=== What is being asked ===
Retrieve every line of the data holding the word "system".
[[ Source data open ]]
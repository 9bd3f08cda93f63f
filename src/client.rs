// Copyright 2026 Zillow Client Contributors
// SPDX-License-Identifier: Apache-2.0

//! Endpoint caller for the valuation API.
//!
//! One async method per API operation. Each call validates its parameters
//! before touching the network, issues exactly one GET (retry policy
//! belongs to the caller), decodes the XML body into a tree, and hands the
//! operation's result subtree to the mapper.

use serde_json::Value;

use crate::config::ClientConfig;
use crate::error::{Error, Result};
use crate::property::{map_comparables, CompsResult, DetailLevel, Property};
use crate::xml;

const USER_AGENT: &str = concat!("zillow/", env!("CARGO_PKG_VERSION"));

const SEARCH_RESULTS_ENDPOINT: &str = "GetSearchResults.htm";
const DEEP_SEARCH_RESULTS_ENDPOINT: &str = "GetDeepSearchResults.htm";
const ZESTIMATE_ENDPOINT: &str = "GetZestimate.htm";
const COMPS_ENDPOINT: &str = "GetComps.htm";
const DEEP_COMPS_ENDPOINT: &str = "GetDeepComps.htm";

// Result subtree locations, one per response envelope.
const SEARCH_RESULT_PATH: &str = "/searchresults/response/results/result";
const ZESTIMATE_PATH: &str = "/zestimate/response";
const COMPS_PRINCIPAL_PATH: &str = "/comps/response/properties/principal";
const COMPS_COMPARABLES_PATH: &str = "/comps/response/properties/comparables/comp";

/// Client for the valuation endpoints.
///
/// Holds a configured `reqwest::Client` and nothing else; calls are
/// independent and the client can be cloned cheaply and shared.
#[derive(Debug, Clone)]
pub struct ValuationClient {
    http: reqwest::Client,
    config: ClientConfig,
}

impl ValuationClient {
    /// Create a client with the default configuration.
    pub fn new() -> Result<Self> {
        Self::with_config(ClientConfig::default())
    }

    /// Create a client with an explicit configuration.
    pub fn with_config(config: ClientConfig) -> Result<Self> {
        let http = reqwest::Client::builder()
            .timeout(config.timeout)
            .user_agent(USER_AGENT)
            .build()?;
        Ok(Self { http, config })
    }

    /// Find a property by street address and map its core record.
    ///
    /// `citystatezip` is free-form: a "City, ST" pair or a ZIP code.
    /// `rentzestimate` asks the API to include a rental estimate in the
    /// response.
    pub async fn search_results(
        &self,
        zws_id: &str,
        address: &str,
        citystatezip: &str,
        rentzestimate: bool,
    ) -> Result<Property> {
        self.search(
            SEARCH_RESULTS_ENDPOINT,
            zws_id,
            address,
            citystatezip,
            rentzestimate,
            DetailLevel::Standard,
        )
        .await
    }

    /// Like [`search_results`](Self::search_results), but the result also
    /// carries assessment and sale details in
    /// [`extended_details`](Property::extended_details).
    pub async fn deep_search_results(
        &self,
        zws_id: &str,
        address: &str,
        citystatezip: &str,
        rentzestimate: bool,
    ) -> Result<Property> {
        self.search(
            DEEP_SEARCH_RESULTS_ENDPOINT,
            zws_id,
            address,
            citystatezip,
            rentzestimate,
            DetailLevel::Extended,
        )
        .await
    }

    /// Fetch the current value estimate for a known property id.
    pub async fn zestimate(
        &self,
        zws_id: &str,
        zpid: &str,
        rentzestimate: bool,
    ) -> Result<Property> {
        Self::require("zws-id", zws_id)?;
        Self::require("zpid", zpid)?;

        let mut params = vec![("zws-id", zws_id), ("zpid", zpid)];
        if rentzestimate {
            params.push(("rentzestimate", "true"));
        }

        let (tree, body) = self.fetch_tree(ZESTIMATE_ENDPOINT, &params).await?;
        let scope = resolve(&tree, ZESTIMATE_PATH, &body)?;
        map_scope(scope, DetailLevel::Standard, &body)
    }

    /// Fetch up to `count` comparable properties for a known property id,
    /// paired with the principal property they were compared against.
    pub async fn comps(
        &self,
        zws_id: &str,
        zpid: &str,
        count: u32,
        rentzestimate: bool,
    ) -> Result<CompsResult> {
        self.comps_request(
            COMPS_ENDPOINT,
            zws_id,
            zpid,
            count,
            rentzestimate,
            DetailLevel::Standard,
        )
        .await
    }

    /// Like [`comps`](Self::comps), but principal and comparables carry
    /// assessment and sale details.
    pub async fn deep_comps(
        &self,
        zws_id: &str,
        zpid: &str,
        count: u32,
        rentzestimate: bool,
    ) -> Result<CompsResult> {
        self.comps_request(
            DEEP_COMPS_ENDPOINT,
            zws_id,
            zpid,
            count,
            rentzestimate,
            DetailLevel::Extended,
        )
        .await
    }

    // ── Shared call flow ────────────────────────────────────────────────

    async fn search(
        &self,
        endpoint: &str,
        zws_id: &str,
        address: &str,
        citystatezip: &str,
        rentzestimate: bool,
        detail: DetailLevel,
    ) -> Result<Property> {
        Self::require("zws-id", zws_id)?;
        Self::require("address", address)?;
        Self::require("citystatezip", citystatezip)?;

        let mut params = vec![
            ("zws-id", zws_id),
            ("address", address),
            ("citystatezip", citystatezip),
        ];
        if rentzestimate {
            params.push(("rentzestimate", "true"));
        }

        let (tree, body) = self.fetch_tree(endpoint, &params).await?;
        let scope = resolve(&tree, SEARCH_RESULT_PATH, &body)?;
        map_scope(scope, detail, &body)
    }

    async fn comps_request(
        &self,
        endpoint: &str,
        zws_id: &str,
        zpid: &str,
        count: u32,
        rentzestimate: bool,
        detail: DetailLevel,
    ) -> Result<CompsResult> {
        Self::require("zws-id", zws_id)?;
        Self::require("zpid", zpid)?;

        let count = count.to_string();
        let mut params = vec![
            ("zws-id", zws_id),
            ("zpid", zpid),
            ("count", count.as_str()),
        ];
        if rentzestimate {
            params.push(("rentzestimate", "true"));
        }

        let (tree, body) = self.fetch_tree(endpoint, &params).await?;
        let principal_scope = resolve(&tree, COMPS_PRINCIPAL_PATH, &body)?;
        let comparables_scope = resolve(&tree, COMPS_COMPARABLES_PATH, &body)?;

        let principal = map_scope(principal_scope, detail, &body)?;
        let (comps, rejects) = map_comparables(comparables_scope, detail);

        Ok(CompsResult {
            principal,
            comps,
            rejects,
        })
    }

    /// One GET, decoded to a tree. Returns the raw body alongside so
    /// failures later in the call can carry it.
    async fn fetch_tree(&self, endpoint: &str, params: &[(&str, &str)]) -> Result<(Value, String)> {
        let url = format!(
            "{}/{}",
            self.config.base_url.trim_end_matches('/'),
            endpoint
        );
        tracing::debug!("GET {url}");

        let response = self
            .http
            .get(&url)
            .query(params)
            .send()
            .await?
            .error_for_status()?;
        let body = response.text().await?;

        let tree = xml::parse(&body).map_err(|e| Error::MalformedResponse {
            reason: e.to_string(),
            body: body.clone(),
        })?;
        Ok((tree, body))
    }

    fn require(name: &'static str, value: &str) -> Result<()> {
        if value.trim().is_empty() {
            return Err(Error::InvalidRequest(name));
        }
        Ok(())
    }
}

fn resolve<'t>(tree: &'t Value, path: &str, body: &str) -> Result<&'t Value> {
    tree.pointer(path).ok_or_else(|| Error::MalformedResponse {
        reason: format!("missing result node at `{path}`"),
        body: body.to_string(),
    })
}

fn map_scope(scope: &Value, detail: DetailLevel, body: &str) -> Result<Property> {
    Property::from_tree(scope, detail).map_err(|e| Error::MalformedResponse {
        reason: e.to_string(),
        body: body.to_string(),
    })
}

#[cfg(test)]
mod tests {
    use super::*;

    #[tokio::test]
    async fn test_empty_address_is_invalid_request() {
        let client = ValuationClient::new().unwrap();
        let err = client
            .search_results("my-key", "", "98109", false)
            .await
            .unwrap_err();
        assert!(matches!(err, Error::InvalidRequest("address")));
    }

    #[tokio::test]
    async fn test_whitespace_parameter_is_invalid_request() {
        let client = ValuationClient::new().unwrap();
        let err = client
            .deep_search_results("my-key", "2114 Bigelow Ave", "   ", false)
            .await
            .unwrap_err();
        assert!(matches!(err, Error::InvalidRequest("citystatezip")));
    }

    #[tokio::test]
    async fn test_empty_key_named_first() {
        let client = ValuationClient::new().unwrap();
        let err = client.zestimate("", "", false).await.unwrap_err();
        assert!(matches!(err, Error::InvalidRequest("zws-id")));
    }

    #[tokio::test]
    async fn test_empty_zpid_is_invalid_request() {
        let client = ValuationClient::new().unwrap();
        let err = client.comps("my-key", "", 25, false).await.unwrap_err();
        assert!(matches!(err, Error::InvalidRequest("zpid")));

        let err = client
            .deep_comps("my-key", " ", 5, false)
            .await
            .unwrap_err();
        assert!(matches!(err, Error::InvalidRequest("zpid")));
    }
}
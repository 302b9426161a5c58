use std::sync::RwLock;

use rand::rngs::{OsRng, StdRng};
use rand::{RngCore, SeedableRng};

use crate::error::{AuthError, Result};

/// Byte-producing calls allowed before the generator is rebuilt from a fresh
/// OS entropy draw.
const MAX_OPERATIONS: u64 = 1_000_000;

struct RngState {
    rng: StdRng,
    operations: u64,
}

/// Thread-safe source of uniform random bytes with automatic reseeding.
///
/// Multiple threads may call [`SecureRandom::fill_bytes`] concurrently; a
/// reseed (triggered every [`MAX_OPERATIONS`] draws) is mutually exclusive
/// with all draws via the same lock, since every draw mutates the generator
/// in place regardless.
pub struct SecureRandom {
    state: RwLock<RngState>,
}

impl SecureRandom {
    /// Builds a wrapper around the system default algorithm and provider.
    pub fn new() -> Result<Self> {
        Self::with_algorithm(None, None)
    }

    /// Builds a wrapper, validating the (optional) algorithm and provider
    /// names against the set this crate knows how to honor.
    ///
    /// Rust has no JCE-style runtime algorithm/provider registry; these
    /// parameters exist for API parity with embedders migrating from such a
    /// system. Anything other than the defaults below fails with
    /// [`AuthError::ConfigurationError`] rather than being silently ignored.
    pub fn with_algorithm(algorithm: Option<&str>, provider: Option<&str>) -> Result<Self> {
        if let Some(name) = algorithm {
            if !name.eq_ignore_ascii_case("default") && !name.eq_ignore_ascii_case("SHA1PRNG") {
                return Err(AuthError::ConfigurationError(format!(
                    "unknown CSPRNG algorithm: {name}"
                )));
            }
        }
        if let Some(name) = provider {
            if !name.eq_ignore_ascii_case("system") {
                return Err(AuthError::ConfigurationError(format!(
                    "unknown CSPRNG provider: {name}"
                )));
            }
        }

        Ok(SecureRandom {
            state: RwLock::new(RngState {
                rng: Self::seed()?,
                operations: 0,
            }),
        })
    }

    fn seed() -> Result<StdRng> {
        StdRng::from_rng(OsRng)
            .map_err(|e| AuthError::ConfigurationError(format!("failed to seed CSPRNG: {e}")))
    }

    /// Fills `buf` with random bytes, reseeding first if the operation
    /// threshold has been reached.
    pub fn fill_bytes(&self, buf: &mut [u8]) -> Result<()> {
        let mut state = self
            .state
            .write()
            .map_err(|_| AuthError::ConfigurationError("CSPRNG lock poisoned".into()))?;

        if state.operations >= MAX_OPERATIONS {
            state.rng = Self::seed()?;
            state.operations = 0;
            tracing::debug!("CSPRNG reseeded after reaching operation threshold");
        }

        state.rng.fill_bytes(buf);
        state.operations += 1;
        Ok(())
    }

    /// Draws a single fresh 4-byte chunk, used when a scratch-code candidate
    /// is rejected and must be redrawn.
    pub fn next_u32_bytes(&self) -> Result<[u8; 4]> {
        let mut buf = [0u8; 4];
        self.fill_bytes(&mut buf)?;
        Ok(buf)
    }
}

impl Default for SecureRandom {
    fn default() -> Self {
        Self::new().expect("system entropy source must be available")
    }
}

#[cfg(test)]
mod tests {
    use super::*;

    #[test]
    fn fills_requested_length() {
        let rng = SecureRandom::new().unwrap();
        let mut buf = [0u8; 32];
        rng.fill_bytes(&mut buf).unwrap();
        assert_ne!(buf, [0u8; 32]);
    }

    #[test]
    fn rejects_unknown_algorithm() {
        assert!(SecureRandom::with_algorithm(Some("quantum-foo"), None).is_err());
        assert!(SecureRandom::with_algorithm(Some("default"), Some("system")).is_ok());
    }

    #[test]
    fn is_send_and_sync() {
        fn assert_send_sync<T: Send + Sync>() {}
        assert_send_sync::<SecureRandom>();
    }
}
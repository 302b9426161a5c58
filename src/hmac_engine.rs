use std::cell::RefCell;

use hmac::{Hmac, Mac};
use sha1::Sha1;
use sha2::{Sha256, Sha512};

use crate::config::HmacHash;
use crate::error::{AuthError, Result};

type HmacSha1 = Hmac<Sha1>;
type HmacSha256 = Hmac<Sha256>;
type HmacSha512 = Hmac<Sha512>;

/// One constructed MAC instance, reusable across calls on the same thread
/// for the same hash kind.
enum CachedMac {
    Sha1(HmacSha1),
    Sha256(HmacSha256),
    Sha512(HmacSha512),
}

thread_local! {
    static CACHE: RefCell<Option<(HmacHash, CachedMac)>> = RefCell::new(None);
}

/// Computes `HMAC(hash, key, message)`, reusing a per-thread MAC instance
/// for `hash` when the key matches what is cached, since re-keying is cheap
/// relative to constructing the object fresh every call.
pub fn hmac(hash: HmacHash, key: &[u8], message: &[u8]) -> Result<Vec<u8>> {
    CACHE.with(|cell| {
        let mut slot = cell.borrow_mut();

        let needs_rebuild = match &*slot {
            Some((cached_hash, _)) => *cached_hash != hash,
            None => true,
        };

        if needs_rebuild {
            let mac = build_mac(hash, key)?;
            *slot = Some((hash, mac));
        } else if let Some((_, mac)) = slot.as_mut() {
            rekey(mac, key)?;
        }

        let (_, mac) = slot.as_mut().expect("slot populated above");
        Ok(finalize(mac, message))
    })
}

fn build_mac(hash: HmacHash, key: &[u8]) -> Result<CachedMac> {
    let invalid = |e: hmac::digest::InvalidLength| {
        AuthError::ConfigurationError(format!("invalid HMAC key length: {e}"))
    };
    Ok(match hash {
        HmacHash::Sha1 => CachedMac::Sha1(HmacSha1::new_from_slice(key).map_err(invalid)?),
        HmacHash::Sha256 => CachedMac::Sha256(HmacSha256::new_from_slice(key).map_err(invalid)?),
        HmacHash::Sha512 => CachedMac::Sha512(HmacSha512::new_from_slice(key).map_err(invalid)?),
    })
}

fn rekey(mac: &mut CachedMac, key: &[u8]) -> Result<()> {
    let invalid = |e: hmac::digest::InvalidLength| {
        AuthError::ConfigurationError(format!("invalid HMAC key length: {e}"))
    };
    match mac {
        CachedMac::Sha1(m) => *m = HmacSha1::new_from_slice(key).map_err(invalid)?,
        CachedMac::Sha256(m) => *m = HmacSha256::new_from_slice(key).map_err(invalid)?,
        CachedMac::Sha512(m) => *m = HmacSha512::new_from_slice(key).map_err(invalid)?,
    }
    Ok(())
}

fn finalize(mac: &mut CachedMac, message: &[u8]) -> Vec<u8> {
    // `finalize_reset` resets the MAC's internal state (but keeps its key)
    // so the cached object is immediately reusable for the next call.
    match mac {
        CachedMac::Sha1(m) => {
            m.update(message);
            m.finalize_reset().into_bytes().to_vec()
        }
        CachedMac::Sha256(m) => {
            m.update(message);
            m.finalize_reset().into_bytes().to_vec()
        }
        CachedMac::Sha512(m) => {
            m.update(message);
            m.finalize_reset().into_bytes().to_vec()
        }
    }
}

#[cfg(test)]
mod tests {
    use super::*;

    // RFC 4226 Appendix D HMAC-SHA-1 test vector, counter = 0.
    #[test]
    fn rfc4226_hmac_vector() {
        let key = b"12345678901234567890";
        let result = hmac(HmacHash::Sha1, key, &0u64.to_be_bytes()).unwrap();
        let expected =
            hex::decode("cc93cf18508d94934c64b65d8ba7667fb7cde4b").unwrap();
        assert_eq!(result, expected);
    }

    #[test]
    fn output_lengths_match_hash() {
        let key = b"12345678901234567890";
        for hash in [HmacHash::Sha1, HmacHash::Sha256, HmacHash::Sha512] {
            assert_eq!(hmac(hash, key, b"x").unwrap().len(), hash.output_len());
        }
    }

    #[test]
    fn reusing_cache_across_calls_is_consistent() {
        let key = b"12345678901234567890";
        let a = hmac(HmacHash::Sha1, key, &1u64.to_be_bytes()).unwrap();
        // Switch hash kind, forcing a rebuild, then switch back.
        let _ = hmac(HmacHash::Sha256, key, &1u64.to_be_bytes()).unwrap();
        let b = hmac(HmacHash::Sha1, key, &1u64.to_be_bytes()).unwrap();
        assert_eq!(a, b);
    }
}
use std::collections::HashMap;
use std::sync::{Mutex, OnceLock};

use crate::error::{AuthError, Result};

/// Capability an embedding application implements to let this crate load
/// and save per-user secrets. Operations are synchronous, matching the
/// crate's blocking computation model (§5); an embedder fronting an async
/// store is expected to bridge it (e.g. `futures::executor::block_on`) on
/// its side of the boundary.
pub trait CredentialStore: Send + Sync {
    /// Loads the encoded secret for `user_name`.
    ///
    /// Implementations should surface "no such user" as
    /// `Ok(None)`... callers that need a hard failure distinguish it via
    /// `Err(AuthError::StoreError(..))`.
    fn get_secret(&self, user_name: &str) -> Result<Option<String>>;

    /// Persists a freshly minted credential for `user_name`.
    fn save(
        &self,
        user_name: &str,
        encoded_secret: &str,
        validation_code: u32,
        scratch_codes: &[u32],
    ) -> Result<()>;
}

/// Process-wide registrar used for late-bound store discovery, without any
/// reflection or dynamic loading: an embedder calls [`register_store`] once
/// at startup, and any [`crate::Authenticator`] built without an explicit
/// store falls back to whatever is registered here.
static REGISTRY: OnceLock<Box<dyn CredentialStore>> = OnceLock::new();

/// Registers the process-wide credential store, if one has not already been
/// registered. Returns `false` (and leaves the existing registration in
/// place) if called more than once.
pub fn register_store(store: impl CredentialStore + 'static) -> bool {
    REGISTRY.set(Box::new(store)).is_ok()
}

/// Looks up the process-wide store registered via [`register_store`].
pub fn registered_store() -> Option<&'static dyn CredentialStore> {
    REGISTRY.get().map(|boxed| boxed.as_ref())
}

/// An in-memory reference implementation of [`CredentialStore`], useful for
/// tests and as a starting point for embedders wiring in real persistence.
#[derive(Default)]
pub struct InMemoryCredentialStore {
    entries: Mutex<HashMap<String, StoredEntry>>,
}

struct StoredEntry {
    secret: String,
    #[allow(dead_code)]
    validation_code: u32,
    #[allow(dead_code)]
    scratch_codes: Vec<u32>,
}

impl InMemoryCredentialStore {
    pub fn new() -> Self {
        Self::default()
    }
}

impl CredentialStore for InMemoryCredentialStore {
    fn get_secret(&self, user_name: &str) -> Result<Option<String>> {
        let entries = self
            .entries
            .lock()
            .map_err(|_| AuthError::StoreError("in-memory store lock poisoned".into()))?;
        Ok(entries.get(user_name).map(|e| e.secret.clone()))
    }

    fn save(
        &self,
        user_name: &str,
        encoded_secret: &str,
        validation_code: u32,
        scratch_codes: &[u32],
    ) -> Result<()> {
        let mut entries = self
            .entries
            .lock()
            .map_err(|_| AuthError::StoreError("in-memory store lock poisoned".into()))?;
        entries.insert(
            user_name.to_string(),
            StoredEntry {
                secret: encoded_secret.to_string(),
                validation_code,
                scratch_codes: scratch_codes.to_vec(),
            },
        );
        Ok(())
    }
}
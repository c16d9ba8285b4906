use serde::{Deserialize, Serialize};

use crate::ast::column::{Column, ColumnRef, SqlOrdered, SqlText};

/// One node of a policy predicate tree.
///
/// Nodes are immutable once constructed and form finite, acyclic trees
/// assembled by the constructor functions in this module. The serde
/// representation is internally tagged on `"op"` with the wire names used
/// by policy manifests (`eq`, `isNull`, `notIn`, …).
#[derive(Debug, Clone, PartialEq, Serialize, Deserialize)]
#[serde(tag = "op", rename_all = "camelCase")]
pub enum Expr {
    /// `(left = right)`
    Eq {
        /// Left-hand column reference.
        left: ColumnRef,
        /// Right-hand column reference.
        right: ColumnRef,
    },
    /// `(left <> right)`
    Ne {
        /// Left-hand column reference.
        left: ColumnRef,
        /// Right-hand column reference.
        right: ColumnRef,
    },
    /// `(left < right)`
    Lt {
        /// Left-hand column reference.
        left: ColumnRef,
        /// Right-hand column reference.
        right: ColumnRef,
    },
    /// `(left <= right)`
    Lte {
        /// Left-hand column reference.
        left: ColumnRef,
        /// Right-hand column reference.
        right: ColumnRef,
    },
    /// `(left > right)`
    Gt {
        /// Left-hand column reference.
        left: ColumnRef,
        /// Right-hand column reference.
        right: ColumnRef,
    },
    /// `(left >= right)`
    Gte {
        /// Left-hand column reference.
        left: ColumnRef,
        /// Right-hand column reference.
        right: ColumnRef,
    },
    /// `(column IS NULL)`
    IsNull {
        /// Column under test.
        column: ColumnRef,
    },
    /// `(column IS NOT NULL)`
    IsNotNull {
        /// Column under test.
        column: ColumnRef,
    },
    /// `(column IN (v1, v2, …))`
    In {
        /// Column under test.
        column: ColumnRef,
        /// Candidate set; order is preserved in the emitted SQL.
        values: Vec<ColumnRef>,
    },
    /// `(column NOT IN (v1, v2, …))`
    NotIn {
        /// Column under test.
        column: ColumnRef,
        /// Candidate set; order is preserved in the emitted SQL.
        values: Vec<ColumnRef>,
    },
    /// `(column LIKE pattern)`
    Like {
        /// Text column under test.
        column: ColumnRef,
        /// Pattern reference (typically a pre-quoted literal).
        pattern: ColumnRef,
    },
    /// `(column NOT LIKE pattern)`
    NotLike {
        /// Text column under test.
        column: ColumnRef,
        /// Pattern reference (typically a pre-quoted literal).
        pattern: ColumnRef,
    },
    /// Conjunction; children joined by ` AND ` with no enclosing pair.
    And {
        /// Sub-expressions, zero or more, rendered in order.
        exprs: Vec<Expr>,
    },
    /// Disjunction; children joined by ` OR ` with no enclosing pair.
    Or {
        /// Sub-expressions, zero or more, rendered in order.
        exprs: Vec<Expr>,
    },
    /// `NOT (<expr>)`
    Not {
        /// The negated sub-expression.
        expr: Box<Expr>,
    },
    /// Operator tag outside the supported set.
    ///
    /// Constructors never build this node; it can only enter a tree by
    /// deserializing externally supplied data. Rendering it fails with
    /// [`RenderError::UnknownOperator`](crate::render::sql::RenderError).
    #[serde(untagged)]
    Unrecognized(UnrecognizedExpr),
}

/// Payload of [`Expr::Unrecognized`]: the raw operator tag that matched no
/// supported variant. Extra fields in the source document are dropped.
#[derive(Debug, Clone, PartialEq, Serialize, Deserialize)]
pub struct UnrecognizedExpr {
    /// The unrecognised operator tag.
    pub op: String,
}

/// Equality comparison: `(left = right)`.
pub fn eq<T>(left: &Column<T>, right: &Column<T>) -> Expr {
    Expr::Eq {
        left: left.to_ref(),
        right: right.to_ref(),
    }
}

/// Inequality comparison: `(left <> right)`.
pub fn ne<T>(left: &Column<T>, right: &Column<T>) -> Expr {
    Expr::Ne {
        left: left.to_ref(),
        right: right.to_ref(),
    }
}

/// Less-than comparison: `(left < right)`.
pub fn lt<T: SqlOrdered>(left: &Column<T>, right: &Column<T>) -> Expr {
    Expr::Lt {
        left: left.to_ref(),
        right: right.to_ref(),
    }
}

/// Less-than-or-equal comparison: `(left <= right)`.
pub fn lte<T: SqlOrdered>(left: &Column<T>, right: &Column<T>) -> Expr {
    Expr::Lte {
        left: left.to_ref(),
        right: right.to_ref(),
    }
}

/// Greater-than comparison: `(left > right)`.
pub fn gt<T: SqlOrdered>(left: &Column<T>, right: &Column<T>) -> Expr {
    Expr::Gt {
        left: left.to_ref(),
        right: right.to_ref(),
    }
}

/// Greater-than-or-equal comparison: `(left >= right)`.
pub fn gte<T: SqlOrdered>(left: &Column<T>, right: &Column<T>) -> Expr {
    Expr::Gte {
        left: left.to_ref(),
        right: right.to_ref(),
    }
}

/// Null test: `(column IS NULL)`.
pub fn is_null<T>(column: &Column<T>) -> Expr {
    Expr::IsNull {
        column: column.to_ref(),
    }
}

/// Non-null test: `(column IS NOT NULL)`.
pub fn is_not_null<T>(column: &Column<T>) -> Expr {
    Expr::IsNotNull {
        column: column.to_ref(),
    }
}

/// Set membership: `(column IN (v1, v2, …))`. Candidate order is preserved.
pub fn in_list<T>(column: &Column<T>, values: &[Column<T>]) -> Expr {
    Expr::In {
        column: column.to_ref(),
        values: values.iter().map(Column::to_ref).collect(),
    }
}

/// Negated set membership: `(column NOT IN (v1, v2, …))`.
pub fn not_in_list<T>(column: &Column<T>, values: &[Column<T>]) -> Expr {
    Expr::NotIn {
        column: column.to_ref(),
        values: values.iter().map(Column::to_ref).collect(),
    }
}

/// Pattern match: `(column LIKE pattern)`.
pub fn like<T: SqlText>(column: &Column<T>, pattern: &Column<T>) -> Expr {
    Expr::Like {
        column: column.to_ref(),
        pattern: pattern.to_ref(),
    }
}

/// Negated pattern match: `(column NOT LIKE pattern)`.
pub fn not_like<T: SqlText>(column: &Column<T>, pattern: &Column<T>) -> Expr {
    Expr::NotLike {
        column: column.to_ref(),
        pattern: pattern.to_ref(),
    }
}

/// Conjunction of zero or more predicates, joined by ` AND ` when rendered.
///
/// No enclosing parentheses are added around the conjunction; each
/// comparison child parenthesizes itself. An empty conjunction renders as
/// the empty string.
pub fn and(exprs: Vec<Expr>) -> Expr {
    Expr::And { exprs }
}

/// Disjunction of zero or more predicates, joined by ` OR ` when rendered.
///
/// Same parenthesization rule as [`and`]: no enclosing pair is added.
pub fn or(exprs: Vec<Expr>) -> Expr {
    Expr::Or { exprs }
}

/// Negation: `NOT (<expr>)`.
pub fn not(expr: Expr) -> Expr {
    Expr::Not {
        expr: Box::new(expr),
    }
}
[[ Source data closed ]]
=== Exercise answer ===
    /// Builds a wrapper around the system default algorithm and provider.
    /// system. Anything other than the defaults below fails with
            if !name.eq_ignore_ascii_case("system") {
        Self::new().expect("system entropy source must be available")
        assert!(SecureRandom::with_algorithm(Some("default"), Some("system")).is_ok());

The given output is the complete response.